お土産屋にレストラン、果ては服屋と様々な店が近くにある。
こんな場所なもんだから、周りは耳障りな程に賑やかで明るい雰囲気だ。
「俺ぁ強盗だァ!!さっさと金出しやがれ、金!!」
「そういうお前が出せやゴルァ!!! バキッ」
「ギャアアアアアアッ!!わわわわ分かった、自首しますよ自首っ!!」
もうすぐCBA(詳しくはヘブンシティの項を参照)の警察が来るようだ。
……大丈夫か?こんな遊園地で。

「何か……変な遊園地だよな、此処。

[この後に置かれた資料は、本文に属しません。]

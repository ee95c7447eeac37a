//! The context a workflow runs against.
//!
//! A workflow calls [`CollectionContext::run`] once per task. In collect
//! mode nothing runs: each call records a [`Task`] and hands back a
//! symbolic result, so passing one task's result to another records the
//! dependency. In target mode the single task named by the target runs for
//! real and every later `run` call is inert.

use std::collections::{BTreeMap, BTreeSet};
use std::path::{Path, PathBuf};

use crate::config::Interpreters;
use crate::core::command::{create_command, Command, CommandKind, CommandType};
use crate::core::task::{resolve_dep, ResourceArgs, Task};
use crate::scheduler::{check_output, CommandRunner, SystemRunner};
use crate::workflow::cache::Cached;
use crate::workflow::value::Value;
use crate::workflow::WorkflowRegistry;
use crate::{mqlog, mqlog_debug, Error, Result};

#[derive(Debug, Clone, PartialEq, Eq)]
pub enum Mode {
    Collect,
    /// Run the task with this name for real.
    Target(String),
}

/// Defaults applied to every task created inside a scope.
#[derive(Debug, Clone, Default, PartialEq, Eq)]
pub struct ResourceScope {
    pub resources: ResourceArgs,
    pub restart: Option<u32>,
}

impl ResourceScope {
    pub fn tmax(mut self, tmax: &str) -> Self {
        self.resources.tmax = Some(tmax.to_string());
        self
    }

    pub fn cores(mut self, cores: u32) -> Self {
        self.resources.cores = Some(cores);
        self
    }

    pub fn nodename(mut self, nodename: &str) -> Self {
        self.resources.nodename = Some(nodename.to_string());
        self
    }

    pub fn processes(mut self, processes: u32) -> Self {
        self.resources.processes = Some(processes);
        self
    }

    pub fn restart(mut self, restart: u32) -> Self {
        self.restart = Some(restart);
        self
    }

    /// Wrap a workflow step so it always runs inside this scope.
    pub fn decorate<T, F>(self, f: F) -> impl Fn(&mut CollectionContext<'_>) -> Result<T>
    where
        F: Fn(&mut CollectionContext<'_>) -> Result<T>,
    {
        move |ctx| ctx.with_resources(self.clone(), &f)
    }
}

/// What a single `run` call should create.
///
/// Exactly one of function, script, module or shell must be set.
#[derive(Debug, Clone, Default)]
pub struct RunSpec {
    function: Option<String>,
    script: Option<String>,
    module: Option<String>,
    shell: Option<String>,
    args: Vec<Value>,
    kwargs: BTreeMap<String, Value>,
    name: Option<String>,
    folder: Option<PathBuf>,
    creates: Vec<String>,
    restart: Option<u32>,
    diskspace: u64,
    resources: ResourceArgs,
    deps: Vec<String>,
}

impl RunSpec {
    pub fn new() -> Self {
        Self::default()
    }

    /// A function registered with the [`WorkflowRegistry`].
    pub fn function(mut self, name: &str) -> Self {
        self.function = Some(name.to_string());
        self
    }

    pub fn script(mut self, script: &str) -> Self {
        self.script = Some(script.to_string());
        self
    }

    pub fn module(mut self, module: &str) -> Self {
        self.module = Some(module.to_string());
        self
    }

    pub fn shell(mut self, cmd: &str) -> Self {
        self.shell = Some(cmd.to_string());
        self
    }

    pub fn arg(mut self, value: impl Into<Value>) -> Self {
        self.args.push(value.into());
        self
    }

    pub fn args<V: Into<Value>>(mut self, values: impl IntoIterator<Item = V>) -> Self {
        self.args.extend(values.into_iter().map(Into::into));
        self
    }

    pub fn kwarg(mut self, key: &str, value: impl Into<Value>) -> Self {
        self.kwargs.insert(key.to_string(), value.into());
        self
    }

    pub fn name(mut self, name: &str) -> Self {
        self.name = Some(name.to_string());
        self
    }

    /// Relative folders are taken from the workflow folder.
    pub fn folder(mut self, folder: impl Into<PathBuf>) -> Self {
        self.folder = Some(folder.into());
        self
    }

    pub fn creates(mut self, pattern: &str) -> Self {
        self.creates.push(pattern.to_string());
        self
    }

    pub fn restart(mut self, restart: u32) -> Self {
        self.restart = Some(restart);
        self
    }

    pub fn diskspace(mut self, diskspace: u64) -> Self {
        self.diskspace = diskspace;
        self
    }

    /// Full resource string such as `8:xeon8:2h`.
    pub fn resources(mut self, resources: &str) -> Self {
        self.resources.resources = Some(resources.to_string());
        self
    }

    pub fn cores(mut self, cores: u32) -> Self {
        self.resources.cores = Some(cores);
        self
    }

    pub fn nodename(mut self, nodename: &str) -> Self {
        self.resources.nodename = Some(nodename.to_string());
        self
    }

    pub fn processes(mut self, processes: u32) -> Self {
        self.resources.processes = Some(processes);
        self
    }

    pub fn tmax(mut self, tmax: &str) -> Self {
        self.resources.tmax = Some(tmax.to_string());
        self
    }

    /// Depend on a finished or collected task.
    pub fn after(mut self, handle: &RunHandle) -> Self {
        self.deps.push(handle.dname.to_string_lossy().into_owned());
        self
    }

    /// Depend on a task by name, relative to this task's folder.
    pub fn dep(mut self, name: &str) -> Self {
        self.deps.push(name.to_string());
        self
    }

    fn sources(&self) -> usize {
        [&self.function, &self.script, &self.module, &self.shell]
            .iter()
            .filter(|source| source.is_some())
            .count()
    }
}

」
「そうよね……って、あれは?」

「ヒャッハァーーッ!!その女を差し出せェ!!!」
「嫌あああああああっ!!!!」




「「出た、変人……!」」




この街には、こんな噂がある。
迷惑にして強力、且つ変態な男が居る……と。
彼曰く、その名をジョー……バギー・ジョーと言うそうな。


「リーナ。」
「うん、エルフィア。」
「「帰ろう」」




その頃、ジャン達はジェットコースターの列に並んでいた。

「お兄ちゃん……やっぱり怖いっ……」
「安心しろ。隣には俺が座るからな、怖くなんかないだろ?」
「うぅ、ジェットコースター乗りたい、なんて言わなきゃ良かった……」

ピロリロリンッ♪


「ん?エルフィアからメールか……」

『件名:帰ろうよ

また、あの変人が出たんだ!
被害に会う前に帰ろうよ、兄さん!』

「……ミリフィア、帰るぞ」
「え?」
アイツ が出たらしい」
「うん、帰ろ。」





その後、サザロス・ノゼライ・アル・エレヴィンは招集をかけられ、
全員がノア・パークを帰る事を余儀なくされました。